British passport variant

A Guernsey-variant British passport, also known as the Guernsey Passport, is a British passport issued to British citizens who are in the Bailiwick of Guernsey by the Passport Office of the Customs and Immigration Department in St Peter Port, Guernsey.

==Eligibility==

The Guernsey Customs and Immigration Department issues British passports to British citizens who are in Guernsey at the time of application and will be there when the passport is issued. Application forms are available from the Passport Office at White Rock, the States Office in Alderney, or the Greffe in Sark.

==Passport statement==
Guernsey passports contain on their inside cover the following words in English only:

His Britannic Majesty's Lieutenant Governor and Commander-in-Chief of Guernsey (Channel Islands) and its dependencies requests and requires in the Name of His Majesty all those whom it may concern to allow the bearer to pass freely without let or hindrance and to afford such assistance and protection as may be necessary.

==Endorsements==
Prior to the UK's withdrawal from the European Union, British passports issued by the States of Guernsey to people who are regarded as 'Channel Islanders or Manxmen' under Protocol 3 of the Treaty of Rome had an endorsement included to the following effect:

holder is not entitled to benefit from European Community Provisions relating to employment or establishment

Although British citizens who only had a connection to Guernsey were European Union citizens (an EU citizen being defined by the Treaty of Maastricht as a person holding the nationality of a Member State), they did not have EU Freedom of Movement Rights.

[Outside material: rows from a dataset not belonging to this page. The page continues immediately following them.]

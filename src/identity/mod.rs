//! Identity collaborators for the session lifecycle core: the session view,
//! the identity gateway, the user registry and the workspace provisioner.
//! Keep the public surface thin and split implementation across sub-modules.

mod gateway;
mod memory;
mod provisioner;
mod registry;
mod session;

pub use gateway::{GatewayEvent, GatewayEventKind, IdentityGateway};
pub use memory::{MemoryGateway, MemoryProvisioner, MemoryRegistry};
pub use provisioner::{WorkspaceProvisioner, WorkspaceRecord, WorkspaceSpec, DEFAULT_WORKSPACES};
pub use registry::{RegistryError, UserRecord, UserRegistry};
pub use session::{Session, SubjectId};
//! In-memory reference implementations of the identity collaborators.
//! They back the demo binary and the lifecycle tests; failure injection
//! hooks let tests exercise every error class without a real backend.

use std::collections::HashMap;
use std::sync::atomic::{AtomicU32, Ordering};

use async_trait::async_trait;
use base64::Engine;
use chrono::Utc;
use parking_lot::RwLock;
use serde_json::{json, Value};
use tokio::sync::broadcast;
use uuid::Uuid;

use crate::error::{AuthError, AuthResult};
use crate::identity::{
    GatewayEvent, GatewayEventKind, IdentityGateway, RegistryError, Session, SubjectId,
    UserRecord, UserRegistry, WorkspaceProvisioner, WorkspaceRecord, DEFAULT_WORKSPACES,
};

/// Random URL-safe token, base64url without padding.
fn gen_token() -> String {
    let mut buf = [0u8; 32];
    let _ = getrandom::getrandom(&mut buf);
    base64::engine::general_purpose::URL_SAFE_NO_PAD.encode(buf)
}

#[derive(Default)]
struct GatewayInner {
    session: Option<Session>,
    /// Stable subject per email so sign-out/sign-in cycles keep identity.
    subjects: HashMap<String, SubjectId>,
    fail_query: bool,
    fail_refresh: bool,
}

/// Identity gateway holding at most one live session, with broadcast
/// change notifications.
pub struct MemoryGateway {
    inner: RwLock<GatewayInner>,
    events: broadcast::Sender<GatewayEvent>,
    query_calls: AtomicU32,
    refresh_calls: AtomicU32,
}

impl MemoryGateway {
    pub fn new() -> Self {
        let (events, _) = broadcast::channel(32);
        Self {
            inner: RwLock::new(GatewayInner::default()),
            events,
            query_calls: AtomicU32::new(0),
            refresh_calls: AtomicU32::new(0),
        }
    }

    /// Gateway that already holds a session at startup, as after a
    /// previous visit left a cached one behind.
    pub fn with_session(email: &str) -> Self {
        let gw = Self::new();
        {
            let mut inner = gw.inner.write();
            let session = mint(&mut inner, email);
            inner.session = Some(session);
        }
        gw
    }

    /// Complete a sign-in and notify subscribers, as the provider does
    /// when a magic link or OAuth redirect lands.
    pub fn establish(&self, email: &str) -> Session {
        let session = {
            let mut inner = self.inner.write();
            let session = mint(&mut inner, email);
            inner.session = Some(session.clone());
            session
        };
        let _ = self.events.send(GatewayEvent {
            kind: GatewayEventKind::SessionEstablished,
            session: Some(session.clone()),
        });
        session
    }

    /// End the session and notify subscribers.
    pub fn end_session(&self) {
        self.inner.write().session = None;
        let _ = self.events.send(GatewayEvent {
            kind: GatewayEventKind::SessionEnded,
            session: None,
        });
    }

    /// Drop the session without notifying subscribers, as when the
    /// provider's cache is invalidated out from under the tab.
    pub fn drop_session_silently(&self) {
        self.inner.write().session = None;
    }

    /// Re-deliver a `SessionEstablished` for the live session, duplicating
    /// what some providers do on token refresh.
    pub fn reannounce(&self) {
        let session = self.inner.read().session.clone();
        if session.is_some() {
            let _ = self.events.send(GatewayEvent {
                kind: GatewayEventKind::SessionEstablished,
                session,
            });
        }
    }

    pub fn set_fail_query(&self, fail: bool) {
        self.inner.write().fail_query = fail;
    }

    pub fn set_fail_refresh(&self, fail: bool) {
        self.inner.write().fail_refresh = fail;
    }

    pub fn query_count(&self) -> u32 {
        self.query_calls.load(Ordering::Relaxed)
    }

    pub fn refresh_count(&self) -> u32 {
        self.refresh_calls.load(Ordering::Relaxed)
    }
}

impl Default for MemoryGateway {
    fn default() -> Self {
        Self::new()
    }
}

fn mint(inner: &mut GatewayInner, email: &str) -> Session {
    let subject = inner
        .subjects
        .entry(email.to_string())
        .or_insert_with(|| Uuid::new_v4().to_string())
        .clone();
    let now = Utc::now();
    Session {
        subject_id: subject,
        email: email.to_string(),
        access_token: gen_token(),
        issued_at: now,
        expires_at: now + chrono::Duration::hours(1),
    }
}

#[async_trait]
impl IdentityGateway for MemoryGateway {
    async fn current_session(&self) -> AuthResult<Option<Session>> {
        self.query_calls.fetch_add(1, Ordering::Relaxed);
        let inner = self.inner.read();
        if inner.fail_query {
            return Err(AuthError::gateway("session_query_failed", "identity backend unreachable"));
        }
        Ok(inner.session.clone())
    }

    async fn refresh_session(&self) -> AuthResult<Session> {
        self.refresh_calls.fetch_add(1, Ordering::Relaxed);
        let refreshed = {
            let mut inner = self.inner.write();
            if inner.fail_refresh {
                return Err(AuthError::gateway("refresh_failed", "token refresh rejected"));
            }
            let Some(current) = inner.session.clone() else {
                return Err(AuthError::gateway("no_active_session", "nothing to refresh"));
            };
            let now = Utc::now();
            let refreshed = Session {
                access_token: gen_token(),
                issued_at: now,
                expires_at: now + chrono::Duration::hours(1),
                ..current
            };
            inner.session = Some(refreshed.clone());
            refreshed
        };
        let _ = self.events.send(GatewayEvent {
            kind: GatewayEventKind::TokenRefreshed,
            session: Some(refreshed.clone()),
        });
        Ok(refreshed)
    }

    async fn sign_out(&self) -> AuthResult<()> {
        self.end_session();
        Ok(())
    }

    fn subscribe(&self) -> broadcast::Receiver<GatewayEvent> {
        self.events.subscribe()
    }
}

/// User registry over a plain map. Rows are stored as loose JSON and
/// validated on the way out, like the hosted backend they stand in for.
pub struct MemoryRegistry {
    rows: RwLock<HashMap<SubjectId, Value>>,
    fail_reads: AtomicU32,
    fail_creates: AtomicU32,
    race_creates: AtomicU32,
    read_calls: AtomicU32,
    create_calls: AtomicU32,
}

impl MemoryRegistry {
    pub fn new() -> Self {
        Self {
            rows: RwLock::new(HashMap::new()),
            fail_reads: AtomicU32::new(0),
            fail_creates: AtomicU32::new(0),
            race_creates: AtomicU32::new(0),
            read_calls: AtomicU32::new(0),
            create_calls: AtomicU32::new(0),
        }
    }

    /// Pre-seed a validated record, as for a returning user.
    pub fn seed(&self, record: &UserRecord) {
        self.rows.write().insert(
            record.id.clone(),
            json!({
                "id": record.id,
                "email": record.email,
                "display_name": record.display_name,
                "created_at": record.created_at,
            }),
        );
    }

    /// Pre-seed a raw row, shape unchecked. Lets tests exercise the
    /// validation boundary with malformed backend payloads.
    pub fn seed_raw(&self, subject: &str, row: Value) {
        self.rows.write().insert(subject.to_string(), row);
    }

    /// The next `n` reads fail with a transient backend error.
    pub fn fail_next_reads(&self, n: u32) {
        self.fail_reads.store(n, Ordering::SeqCst);
    }

    /// The next `n` creates fail with a transient backend error.
    pub fn fail_next_creates(&self, n: u32) {
        self.fail_creates.store(n, Ordering::SeqCst);
    }

    /// The next `n` creates lose an insert race: a concurrent creator's
    /// row appears and the call reports a conflict.
    pub fn race_next_creates(&self, n: u32) {
        self.race_creates.store(n, Ordering::SeqCst);
    }

    pub fn read_count(&self) -> u32 {
        self.read_calls.load(Ordering::Relaxed)
    }

    pub fn create_count(&self) -> u32 {
        self.create_calls.load(Ordering::Relaxed)
    }

    pub fn len(&self) -> usize {
        self.rows.read().len()
    }

    pub fn is_empty(&self) -> bool {
        self.rows.read().is_empty()
    }
}

impl Default for MemoryRegistry {
    fn default() -> Self {
        Self::new()
    }
}

fn take_injected_failure(counter: &AtomicU32) -> bool {
    counter
        .fetch_update(Ordering::SeqCst, Ordering::SeqCst, |n| n.checked_sub(1))
        .is_ok()
}

#[async_trait]
impl UserRegistry for MemoryRegistry {
    async fn get_by_id(&self, subject: &str) -> Result<UserRecord, RegistryError> {
        self.read_calls.fetch_add(1, Ordering::Relaxed);
        if take_injected_failure(&self.fail_reads) {
            return Err(RegistryError::Backend("injected read failure".into()));
        }
        let row = self
            .rows
            .read()
            .get(subject)
            .cloned()
            .ok_or_else(|| RegistryError::NotFound(subject.to_string()))?;
        UserRecord::from_value(row)
    }

    async fn create(&self, subject: &str, email: &str) -> Result<UserRecord, RegistryError> {
        self.create_calls.fetch_add(1, Ordering::Relaxed);
        if take_injected_failure(&self.fail_creates) {
            return Err(RegistryError::Backend("injected create failure".into()));
        }
        let record = UserRecord {
            id: subject.to_string(),
            email: email.to_string(),
            display_name: None,
            created_at: Utc::now(),
        };
        let mut rows = self.rows.write();
        if take_injected_failure(&self.race_creates) {
            rows.entry(subject.to_string()).or_insert_with(|| {
                json!({
                    "id": subject,
                    "email": email,
                    "display_name": null,
                    "created_at": Utc::now(),
                })
            });
            return Err(RegistryError::Conflict(subject.to_string()));
        }
        if rows.contains_key(subject) {
            return Err(RegistryError::Conflict(subject.to_string()));
        }
        rows.insert(
            subject.to_string(),
            json!({
                "id": record.id,
                "email": record.email,
                "display_name": record.display_name,
                "created_at": record.created_at,
            }),
        );
        Ok(record)
    }
}

/// Workspace provisioner over a plain map; skips users that already own
/// workspaces so duplicate provisioning attempts are harmless.
pub struct MemoryProvisioner {
    workspaces: RwLock<HashMap<SubjectId, Vec<WorkspaceRecord>>>,
    fail_next: AtomicU32,
    calls: AtomicU32,
}

impl MemoryProvisioner {
    pub fn new() -> Self {
        Self {
            workspaces: RwLock::new(HashMap::new()),
            fail_next: AtomicU32::new(0),
            calls: AtomicU32::new(0),
        }
    }

    /// The next `n` provisioning calls fail.
    pub fn fail_next(&self, n: u32) {
        self.fail_next.store(n, Ordering::SeqCst);
    }

    pub fn call_count(&self) -> u32 {
        self.calls.load(Ordering::Relaxed)
    }

    pub fn workspaces_for(&self, owner: &str) -> Vec<WorkspaceRecord> {
        self.workspaces.read().get(owner).cloned().unwrap_or_default()
    }
}

impl Default for MemoryProvisioner {
    fn default() -> Self {
        Self::new()
    }
}

#[async_trait]
impl WorkspaceProvisioner for MemoryProvisioner {
    async fn provision_defaults(&self, owner: &str) -> AuthResult<()> {
        self.calls.fetch_add(1, Ordering::Relaxed);
        if take_injected_failure(&self.fail_next) {
            return Err(AuthError::provision("workspace_seed_failed", "injected provisioning failure"));
        }
        let mut map = self.workspaces.write();
        if map.get(owner).is_some_and(|w| !w.is_empty()) {
            tracing::debug!(owner, "user already has workspaces, skipping starter set");
            return Ok(());
        }
        let now = Utc::now();
        let records = DEFAULT_WORKSPACES
            .iter()
            .map(|spec| WorkspaceRecord {
                id: Uuid::new_v4(),
                owner: owner.to_string(),
                name: spec.name.to_string(),
                description: spec.description.to_string(),
                created_at: now,
            })
            .collect();
        map.insert(owner.to_string(), records);
        Ok(())
    }
}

However, if an applicant for a Guernsey passport was regarded as "having a close connection to the United Kingdom" (i.e. they had lived in the UK for five years, were born in the UK, or had parents or grandparents born in the UK), their passports would not include such an endorsement and they would be fully eligible to benefit from European Union Freedom of Movement rights.

==Previous designs==
Prior to the current design being brought in during 2020, in common with other British passports, the design was red and was adorned with the words "European Union".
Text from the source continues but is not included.